Tuesday, January 28, 2025

The U.S. Campaign to Ban Landmines – U.S. Cluster Munition Coalition is deeply concerned about the global impact of President Trump’s 90 day stop work order for U.S. foreign assistance programming that suspends U.S.-funded mine clearance programs. 

Mine clearance serves humanitarian, national security, and economic aims. Clearing land of landmines and unexploded ordnance such as cluster munition remnants allows displaced people to safely return home, enables delivery of humanitarian aid, revitalizes economic activity, and facilitates the transition from conflict to self-sufficiency. These programs survey and clear land contaminated by landmines and unexploded ordnance, and provide risk education to communities. 

Mine clearance operators work at great personal risk to carefully and painstakingly survey, clear and destroy landmines and unexploded ordnance and release cleared land back to communities for farming, industry, infrastructure and other uses. With an average of 15 casualties a day worldwide from the explosive remnants of war – about half of which are children – these clearance efforts are critical to saving lives. In 2022 alone, U.S. funded programs cleared over 43,000 acres of land and provided medical and rehabilitative care to over 53,000 survivors of landmines and explosive remnants of war.

These programs also benefit U.S. national security by reducing the risk of proliferation of small arms, light weapons and explosive materials to armed groups such as narco-trafficking gangs in Latin America and the Caribbean. Left uncleared, landmines and unexploded ordnance also threatens the lives of U.S. troops, contractors, and aid workers operating in conflict zones.

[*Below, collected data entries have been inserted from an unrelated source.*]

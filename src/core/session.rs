//! Frame-level protocol handling for one call connection.
//!
//! A call is split into two halves that talk over channels:
//!
//! - [`CallSession`] consumes inbound frames in arrival order, buffers audio
//!   until end of speech, runs transcription and emits [`SessionEvent`]s.
//! - [`SessionSender`] is the outbound half. It queues [`MessageRoute`]s on a
//!   bounded channel drained by the connection's writer task, so a slow client
//!   applies backpressure instead of growing an unbounded buffer.

use bytes::Bytes;
use std::sync::Arc;
use tokio::sync::mpsc;
use tokio_util::sync::CancellationToken;
use tracing::{debug, info, warn};

use crate::core::protocol::{AudioChunk, ClientMessage, ControlToken, chunk_frames, concat_chunks};
use crate::core::retry::{RetryConfig, with_retry};
use crate::core::stt::BoxedSTT;
use crate::core::tone::ToneGenerator;
use crate::errors::{CallError, CallResult};

/// Status line sent when an utterance could not be transcribed.
pub const TRANSCRIPTION_FAILED_MESSAGE: &str = "system: sorry, that was not understood, please repeat";

/// Outbound frame queued for the connection writer.
#[derive(Debug, Clone, PartialEq)]
pub enum MessageRoute {
    /// Binary frame of encoded samples.
    Audio(Bytes),
    /// Text frame sent verbatim.
    Text(String),
    /// Close the connection after everything queued before it.
    Close,
}

/// Lifecycle events emitted by a [`CallSession`].
#[derive(Debug, Clone, PartialEq, Eq)]
pub enum SessionEvent {
    /// A buffered utterance was transcribed.
    Utterance(String),
    Ready,
    Interrupt,
    ClearBuffer,
    /// Text that matched no control token.
    Unknown(String),
    /// The connection closed. Emitted at most once.
    Hangup,
}

/// Outbound half of a call. Cheap to clone.
#[derive(Clone)]
pub struct SessionSender {
    routes: mpsc::Sender<MessageRoute>,
    tones: Arc<dyn ToneGenerator>,
    ended: CancellationToken,
}

impl SessionSender {
    pub fn new(
        routes: mpsc::Sender<MessageRoute>,
        tones: Arc<dyn ToneGenerator>,
        ended: CancellationToken,
    ) -> Self {
        Self {
            routes,
            tones,
            ended,
        }
    }

    /// Send samples as sequential [`CHUNK_SAMPLES`](crate::core::protocol::CHUNK_SAMPLES)
    /// frames, preserving order.
    pub async fn send_audio(&self, samples: &[f32]) -> CallResult<()> {
        for frame in chunk_frames(samples) {
            self.push(MessageRoute::Audio(frame)).await?;
        }
        Ok(())
    }

    /// Send one text frame verbatim.
    pub async fn send_meta(&self, text: impl Into<String>) -> CallResult<()> {
        self.push(MessageRoute::Text(text.into())).await
    }

    pub async fn send_token(&self, token: ControlToken) -> CallResult<()> {
        self.send_meta(token.as_str()).await
    }

    pub async fn play_greeting(&self) -> CallResult<()> {
        self.send_audio(&self.tones.greeting()).await
    }

    /// Play the departure cue, close the connection and mark the call ended.
    ///
    /// Calling it again after the call ended does nothing.
    pub async fn end_call(&self) {
        if self.ended.is_cancelled() {
            return;
        }
        if let Err(e) = self.send_audio(&self.tones.departure()).await {
            debug!(error = %e, "Departure tone not delivered");
        }
        if self.push(MessageRoute::Close).await.is_err() {
            debug!("Connection already closed before hangup");
        }
        self.ended.cancel();
    }

    pub fn is_ended(&self) -> bool {
        self.ended.is_cancelled()
    }

    async fn push(&self, route: MessageRoute) -> CallResult<()> {
        self.routes
            .send(route)
            .await
            .map_err(|_| CallError::TransportClosed)
    }
}

/// Inbound half of a call: owns the utterance buffer and the STT engine.
pub struct CallSession {
    session_id: String,
    pending_audio: Vec<AudioChunk>,
    stt: Option<BoxedSTT>,
    events: mpsc::Sender<SessionEvent>,
    outbound: SessionSender,
    retry: RetryConfig,
    protocol_warnings: u64,
    hangup_emitted: bool,
}

impl CallSession {
    pub fn new(
        session_id: impl Into<String>,
        stt: BoxedSTT,
        events: mpsc::Sender<SessionEvent>,
        outbound: SessionSender,
        retry: RetryConfig,
    ) -> Self {
        Self {
            session_id: session_id.into(),
            pending_audio: Vec::new(),
            stt: Some(stt),
            events,
            outbound,
            retry,
            protocol_warnings: 0,
            hangup_emitted: false,
        }
    }

    /// Number of samples currently buffered for the next utterance.
    pub fn pending_samples(&self) -> usize {
        self.pending_audio.iter().map(AudioChunk::len).sum()
    }

    /// Count of empty end-of-speech markers seen so far.
    pub fn protocol_warnings(&self) -> u64 {
        self.protocol_warnings
    }

    /// Whether frames are still being accepted.
    pub fn is_open(&self) -> bool {
        !self.hangup_emitted && !self.outbound.is_ended()
    }

    /// Handle one inbound frame.
    pub async fn on_frame(&mut self, message: ClientMessage) {
        if !self.is_open() {
            debug!(session_id = %self.session_id, "Ignoring frame after call ended");
            return;
        }

        match message {
            ClientMessage::Audio(chunk) => self.pending_audio.push(chunk),
            ClientMessage::Control(ControlToken::EndOfSpeech) => {
                if let Err(e) = self.flush_utterance().await {
                    warn!(session_id = %self.session_id, error = %e, "Utterance dropped");
                }
            }
            ClientMessage::Control(ControlToken::Interrupt) => {
                self.emit(SessionEvent::Interrupt).await
            }
            ClientMessage::Control(ControlToken::Ready) => self.emit(SessionEvent::Ready).await,
            ClientMessage::Control(ControlToken::ClearBuffer) => {
                self.emit(SessionEvent::ClearBuffer).await
            }
            ClientMessage::Unknown(text) => {
                debug!(
                    session_id = %self.session_id,
                    error = %CallError::UnknownMessage(text.clone()),
                    "Informational text from client"
                );
                self.emit(SessionEvent::Unknown(text)).await
            }
        }
    }

    /// Transcribe the buffered utterance and emit it.
    ///
    /// The buffer is taken before transcription starts, so it is empty again
    /// whatever the outcome.
    async fn flush_utterance(&mut self) -> CallResult<()> {
        if self.pending_audio.is_empty() {
            self.protocol_warnings += 1;
            warn!(
                session_id = %self.session_id,
                warnings = self.protocol_warnings,
                "{}",
                CallError::EmptyUtterance
            );
            return Ok(());
        }

        let chunks = std::mem::take(&mut self.pending_audio);
        let samples = concat_chunks(&chunks);
        let Some(stt) = self.stt.as_ref() else {
            return Err(CallError::TransportClosed);
        };

        debug!(
            session_id = %self.session_id,
            chunks = chunks.len(),
            samples = samples.len(),
            "Transcribing utterance"
        );

        match with_retry(&self.retry, "transcription", || stt.transcribe(&samples)).await {
            Ok(transcript) if !transcript.trim().is_empty() => {
                self.emit(SessionEvent::Utterance(transcript)).await;
                Ok(())
            }
            Ok(_) => {
                debug!(session_id = %self.session_id, "Empty transcript, waiting for more speech");
                self.outbound.send_token(ControlToken::Ready).await
            }
            Err(e) => {
                // Let the caller try again instead of leaving them in silence.
                let _ = self.outbound.send_meta(TRANSCRIPTION_FAILED_MESSAGE).await;
                let _ = self.outbound.send_token(ControlToken::Ready).await;
                Err(e.into())
            }
        }
    }

    /// Connection closed: emit `Hangup` once and release the STT engine.
    pub async fn close(&mut self) {
        if !self.hangup_emitted {
            self.hangup_emitted = true;
            self.emit(SessionEvent::Hangup).await;
        }

        if let Some(mut stt) = self.stt.take() {
            if let Err(e) = stt.disconnect().await {
                warn!(session_id = %self.session_id, error = %e, "Failed to release STT engine");
            }
            info!(session_id = %self.session_id, provider = stt.provider_name(), "STT engine released");
        }
        self.pending_audio.clear();
    }

    async fn emit(&self, event: SessionEvent) {
        if self.events.send(event).await.is_err() {
            debug!(session_id = %self.session_id, "Conversation already finished, event dropped");
        }
    }
}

In January, President Trump issued an executive order on “Reevaluating and Realigning United States Foreign Aid,” and Pete Marocco, Director of the State Department’s Office of Foreign Assistance, released a memo that together suspended U.S. foreign assistance for 90 days. The potential impact of the suspension of funds to mine clearance operators was detailed in The New York Times on January 26 and January 28.

The U.S. Campaign to Ban Landmines and the U.S. Cluster Munition Coalition urges the Trump administration to act quickly to end the stop-work order for clearance operations and victim assistance programs. A waiver or quick and affirmative review for mine clearance and victim assistance programs is urgently needed to allow clearance professionals to get back to work making the world a safer place.